While Hispanic families come to the United States seeking jobs, a good education and a better life, it doesn’t always work out that way.
Alejandra Hernandez, who worked at a factory in Asheville seven years ago, explains a particularly frustrating story using Brown as a translator. Hernandez said that while working at the factory, another lady employed there had the same name. Hernandez received double the amount for her payroll check, and when she figured out what was wrong, she went to her boss to get the matter straightened out. Lacking the English skills to explain herself at the time, she said the company took her paycheck and promptly fired her. She never did get her fair share of the paycheck.
In other instances, mothers in Brown’s support group who work as housekeepers speak of unfair labor practices — losing out on tips and work breaks, and having to do extra work for the same pay. When they go to pick up room tips that guests have left, there’s no money. Apparently the supervisor picks up the tips. This is a common occurrence and it happens in different hotels, Brown explains. One day, when the supervisor didn’t show up for work, the Latino housekeepers suddenly found their room tips, Brown said, translating the story from one of the mothers.

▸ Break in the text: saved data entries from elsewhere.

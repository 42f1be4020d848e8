// crates/lab_core/src/input/map.rs
use std::collections::HashMap;

use lab_shared::ActionId;

/// Key name to action. Key names follow the browser `KeyboardEvent.key`
/// spelling ("ArrowLeft", "a", " ") and are case sensitive.
#[derive(Default, Clone, Debug)]
pub struct InputMap {
    key_bindings: HashMap<String, ActionId>,
}

impl InputMap {
    /// A key drives one action; rebinding replaces the old one.
    pub fn bind(&mut self, key: &str, action: ActionId) {
        self.key_bindings.insert(key.to_string(), action);
    }

    pub fn map_key(&self, key: &str) -> Option<ActionId> {
        self.key_bindings.get(key).copied()
    }
}

#[cfg(test)]
mod tests {
    use super::*;

    #[test]
    fn bind_is_case_sensitive_and_rebindable() {
        let mut map = InputMap::default();
        map.bind("a", 0);
        map.bind("A", 0);
        map.bind("d", 1);
        assert_eq!(map.map_key("a"), Some(0));
        assert_eq!(map.map_key("D"), None);
        assert_eq!(map.map_key("A"), Some(0));

        map.bind("a", 1);
        assert_eq!(map.map_key("a"), Some(1));
        assert_eq!(map.map_key("A"), Some(0));
    }
}
// crates/lab_game/src/lib.rs
//! Game rules for the Yellow Lab platformer: entity models, camera, level,
//! score and the fixed-step `Game` simulation.

pub mod config;
mod content;
pub mod level;
pub mod score;
pub mod state;
pub mod systems;

pub use config::{CameraConfig, ConfigError, FallPolicy, GameConfig};
pub use level::{Level, LevelDesc, LevelError, Platform};
pub use score::Score;
pub use state::{Game, GameError};
pub use systems::animation::Animator;
pub use systems::camera::Camera;
pub use systems::collectible::{Collectible, CollectibleSpawn};
pub use systems::enemy::{Enemy, EnemySpawn};
pub use systems::goal::Goal;
pub use systems::player::{Player, PlayerInput};
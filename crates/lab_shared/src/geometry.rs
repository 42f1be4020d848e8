// crates/lab_shared/src/geometry.rs
//! Axis-aligned boxes in world space (top-left origin, Y grows downward).

use glam::Vec2;
use serde::{Deserialize, Serialize};

#[derive(Clone, Copy, Debug, Default, PartialEq, Serialize, Deserialize)]
pub struct Aabb {
    pub pos: Vec2,
    pub size: Vec2,
}

impl Aabb {
    pub const fn new(x: f32, y: f32, w: f32, h: f32) -> Self {
        Self {
            pos: Vec2::new(x, y),
            size: Vec2::new(w, h),
        }
    }

    pub const fn from_pos_size(pos: Vec2, size: Vec2) -> Self {
        Self { pos, size }
    }

    pub fn left(&self) -> f32 {
        self.pos.x
    }

    pub fn right(&self) -> f32 {
        self.pos.x + self.size.x
    }

    pub fn top(&self) -> f32 {
        self.pos.y
    }

    pub fn bottom(&self) -> f32 {
        self.pos.y + self.size.y
    }

    pub fn center(&self) -> Vec2 {
        self.pos + self.size * 0.5
    }

    /// Both sizes strictly positive.
    pub fn is_valid(&self) -> bool {
        self.size.x > 0.0 && self.size.y > 0.0
    }

    /// Strict overlap: boxes that only share an edge do not overlap.
    pub fn overlaps(&self, other: &Aabb) -> bool {
        self.overlaps_x(other) && self.top() < other.bottom() && self.bottom() > other.top()
    }

    pub fn overlaps_x(&self, other: &Aabb) -> bool {
        self.left() < other.right() && self.right() > other.left()
    }

    /// Inclusive on every edge.
    pub fn contains_point(&self, point: Vec2) -> bool {
        point.x >= self.left()
            && point.x <= self.right()
            && point.y >= self.top()
            && point.y <= self.bottom()
    }

    pub fn translated(&self, offset: Vec2) -> Aabb {
        Aabb {
            pos: self.pos + offset,
            size: self.size,
        }
    }
}

impl std::fmt::Display for Aabb {
    fn fmt(&self, f: &mut std::fmt::Formatter<'_>) -> std::fmt::Result {
        write!(
            f,
            "[({},{}), ({}x{})]",
            self.pos.x, self.pos.y, self.size.x, self.size.y
        )
    }
}
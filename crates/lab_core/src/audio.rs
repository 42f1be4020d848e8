// crates/lab_core/src/audio.rs

use crossbeam_channel::{unbounded, Receiver, Sender};
use lab_shared::{AudioSink, SoundEvent};
use tracing::trace;

/// Collects sound triggers from the simulation; the host drains them
/// between steps. Sending never blocks and never fails the caller.
pub struct AudioQueue {
    tx: Sender<SoundEvent>,
    rx: Receiver<SoundEvent>,
}

impl Default for AudioQueue {
    fn default() -> Self {
        let (tx, rx) = unbounded();
        Self { tx, rx }
    }
}

impl AudioQueue {
    pub fn new() -> Self {
        Self::default()
    }

    pub fn drain(&self) -> Vec<SoundEvent> {
        self.rx.try_iter().collect()
    }
}

impl AudioSink for AudioQueue {
    fn play(&mut self, event: SoundEvent) {
        if self.tx.send(event).is_err() {
            trace!(?event, "Audio queue closed, sound dropped");
        }
    }
}
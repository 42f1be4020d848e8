// crates/lab_core/src/scene.rs

//! Loading of the two human-edited RON files: the level and the game config.
//! A missing path means "use the built-in default".

use std::fs;
use std::path::Path;

use lab_game::{GameConfig, LevelDesc};
use ron::ser::PrettyConfig;
use serde::de::DeserializeOwned;
use tracing::info;

use crate::error::CoreError;

fn read_ron<T: DeserializeOwned>(path: &Path) -> Result<T, CoreError> {
    let text = fs::read_to_string(path).map_err(|e| CoreError::io(path, e))?;
    ron::from_str(&text).map_err(|source| CoreError::Ron {
        path: path.to_path_buf(),
        source,
    })
}

/// Loads and validates a level, or returns the built-in one.
pub fn load_level(path: Option<&Path>) -> Result<LevelDesc, CoreError> {
    let Some(path) = path else {
        return Ok(LevelDesc::yellow_lab());
    };

    let desc: LevelDesc = read_ron(path)?;
    desc.validate()?;
    info!(path = %path.display(), "Level file loaded");
    Ok(desc)
}

pub fn load_config(path: Option<&Path>) -> Result<GameConfig, CoreError> {
    let Some(path) = path else {
        return Ok(GameConfig::default());
    };

    let config: GameConfig = read_ron(path)?;
    config.validate()?;
    info!(path = %path.display(), "Config file loaded");
    Ok(config)
}

/// Writes `desc` as pretty RON, e.g. to start a new level from the stock one.
pub fn save_level(path: &Path, desc: &LevelDesc) -> Result<(), CoreError> {
    let text = ron::ser::to_string_pretty(desc, PrettyConfig::default())?;
    fs::write(path, text).map_err(|e| CoreError::io(path, e))
}
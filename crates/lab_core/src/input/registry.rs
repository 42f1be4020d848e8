// crates/lab_core/src/input/registry.rs
use std::collections::HashMap;

use lab_shared::ActionId;

/// Hands out stable action IDs by name, in registration order.
#[derive(Default, Clone, Debug)]
pub struct ActionRegistry {
    name_to_id: HashMap<String, ActionId>,
    next_id: ActionId,
}

impl ActionRegistry {
    pub fn register(&mut self, name: &str) -> ActionId {
        if let Some(&id) = self.name_to_id.get(name) {
            return id;
        }
        let id = self.next_id;
        self.name_to_id.insert(name.to_string(), id);
        self.next_id = self.next_id.wrapping_add(1);
        id
    }

    pub fn get_id(&self, name: &str) -> Option<ActionId> {
        self.name_to_id.get(name).copied()
    }

    pub fn len(&self) -> usize {
        self.name_to_id.len()
    }

    pub fn is_empty(&self) -> bool {
        self.name_to_id.is_empty()
    }
}
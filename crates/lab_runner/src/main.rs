// crates/lab_runner/src/main.rs

use std::path::PathBuf;
use std::process::ExitCode;
use std::sync::atomic::{AtomicBool, Ordering};
use std::sync::Arc;

use clap::Parser;
use lab_core::{logging, scene, App, AppConfig, CoreError, RunSummary};
use lab_game::LevelDesc;
use tracing::{error, info, warn};

/// Headless Yellow Lab runner
#[derive(Debug, Parser)]
#[command(version, about = "Yellow Lab platformer simulation", long_about = None)]
struct Cli {
    /// Level file (RON). The built-in level is used without it
    #[arg(short = 'l', long = "level", value_name = "LEVEL_FILE")]
    level: Option<PathBuf>,

    /// Game config file (RON)
    #[arg(short = 'c', long = "config", value_name = "CONFIG_FILE")]
    config: Option<PathBuf>,

    /// Where the best score is kept. Kept in memory without it
    #[arg(short = 's', long = "score-file", value_name = "SCORE_FILE")]
    score_file: Option<PathBuf>,

    /// Stop after this many frames
    #[arg(short = 'n', long = "frames", value_name = "FRAMES")]
    frames: Option<u64>,

    /// Input script, e.g. "right*30,right+jump,idle*10"
    #[arg(long = "script", value_name = "SCRIPT")]
    script: Option<String>,

    /// Fixed frame time in milliseconds instead of the wall clock
    #[arg(long = "frame-ms", value_name = "MS")]
    frame_ms: Option<f32>,

    /// Print an ASCII frame every N frames
    #[arg(long = "ascii-every", value_name = "N")]
    ascii_every: Option<u64>,

    /// Log filter used when RUST_LOG is unset
    #[arg(long = "log", value_name = "FILTER", default_value_t = String::from("info"))]
    log: String,

    /// Write the built-in level to this file and exit
    #[arg(long = "dump-level", value_name = "PATH")]
    dump_level: Option<PathBuf>,
}

impl Cli {
    fn app_config(self) -> AppConfig {
        AppConfig {
            level: self.level,
            config: self.config,
            score_file: self.score_file,
            frames: self.frames,
            script: self.script,
            frame_ms: self.frame_ms,
            ascii_every: self.ascii_every,
            ..AppConfig::default()
        }
    }
}

fn run(cli: Cli) -> Result<RunSummary, CoreError> {
    let running = Arc::new(AtomicBool::new(true));
    {
        let running = Arc::clone(&running);
        let handler = ctrlc::set_handler(move || {
            info!("Captured ctrl-C, stopping after this frame...");
            running.store(false, Ordering::SeqCst);
        });
        if let Err(e) = handler {
            warn!("Ctrl-C handler not installed: {e}");
        }
    }

    let mut app = App::new(cli.app_config())?;
    app.run(&running)
}

fn main() -> ExitCode {
    let cli = Cli::parse();
    logging::init(&cli.log);
    info!("Got args: '{:?}'.", cli);

    if let Some(path) = &cli.dump_level {
        return match scene::save_level(path, &LevelDesc::yellow_lab()) {
            Ok(()) => {
                info!(path = %path.display(), "Built-in level written");
                ExitCode::SUCCESS
            }
            Err(e) => {
                error!("{e}");
                ExitCode::FAILURE
            }
        };
    }

    match run(cli) {
        Ok(summary) => {
            println!(
                "{:?} after {} frames ({} steps). Score: {}  Best: {}",
                summary.state, summary.frames, summary.steps, summary.score, summary.best
            );
            ExitCode::SUCCESS
        }
        Err(e) => {
            error!("{e}");
            ExitCode::FAILURE
        }
    }
}
// crates/lab_physics/src/gravity.rs
use crate::Body;

/// Downward acceleration in pixels/sec².
pub const GRAVITY: f32 = 1200.0;

/// Accelerates the body downward and caps the fall speed.
/// Upward (negative) velocity is never capped.
pub fn apply_gravity(body: &mut Body, dt: f32) {
    body.vel.y += GRAVITY * dt;

    if body.vel.y > body.max_fall_speed {
        body.vel.y = body.max_fall_speed;
    }
}

pub fn integrate_x(body: &mut Body, dt: f32) {
    body.pos.x += body.vel.x * dt;
}

pub fn integrate_y(body: &mut Body, dt: f32) {
    body.pos.y += body.vel.y * dt;
}

#[cfg(test)]
mod tests {
    use super::*;
    use approx::assert_relative_eq;
    use glam::Vec2;

    fn body() -> Body {
        Body::new(Vec2::ZERO, Vec2::splat(48.0), 600.0)
    }

    #[test]
    fn one_frame_of_gravity() {
        let mut b = body();
        apply_gravity(&mut b, 1.0 / 60.0);
        assert_relative_eq!(b.vel.y, 20.0, epsilon = 1e-4);
    }

    #[test]
    fn fall_speed_never_exceeds_cap_and_never_decreases() {
        let mut b = body();
        let mut previous = b.vel.y;
        for dt in [0.0, 0.016, 0.1, 0.25, 1.0, 3.0, 0.001] {
            apply_gravity(&mut b, dt);
            assert!(b.vel.y <= b.max_fall_speed);
            assert!(b.vel.y >= previous);
            previous = b.vel.y;
        }
        assert_eq!(b.vel.y, 600.0);
    }

    #[test]
    fn upward_speed_is_not_capped() {
        let mut b = body();
        b.vel.y = -900.0;
        apply_gravity(&mut b, 0.01);
        assert_relative_eq!(b.vel.y, -888.0, epsilon = 1e-3);
    }

    #[test]
    fn axes_integrate_independently() {
        let mut b = body();
        b.vel = Vec2::new(300.0, -120.0);
        integrate_x(&mut b, 0.5);
        assert_eq!(b.pos, Vec2::new(150.0, 0.0));
        integrate_y(&mut b, 0.5);
        assert_eq!(b.pos, Vec2::new(150.0, -60.0));
    }
}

Despite some of the challenges Latino mothers face in Haywood County, one mother in Brown’s support group — Teresa (she did not wish to give her last name) — said it was much more difficult for Latino mothers a decade ago. There was no Spanish-speaking interpreter at the Health Department and no child care at the community college for working mothers taking English classes. Now, Teresa says, there are more translators, more child care services and more availability of English classes for Spanish-speaking people.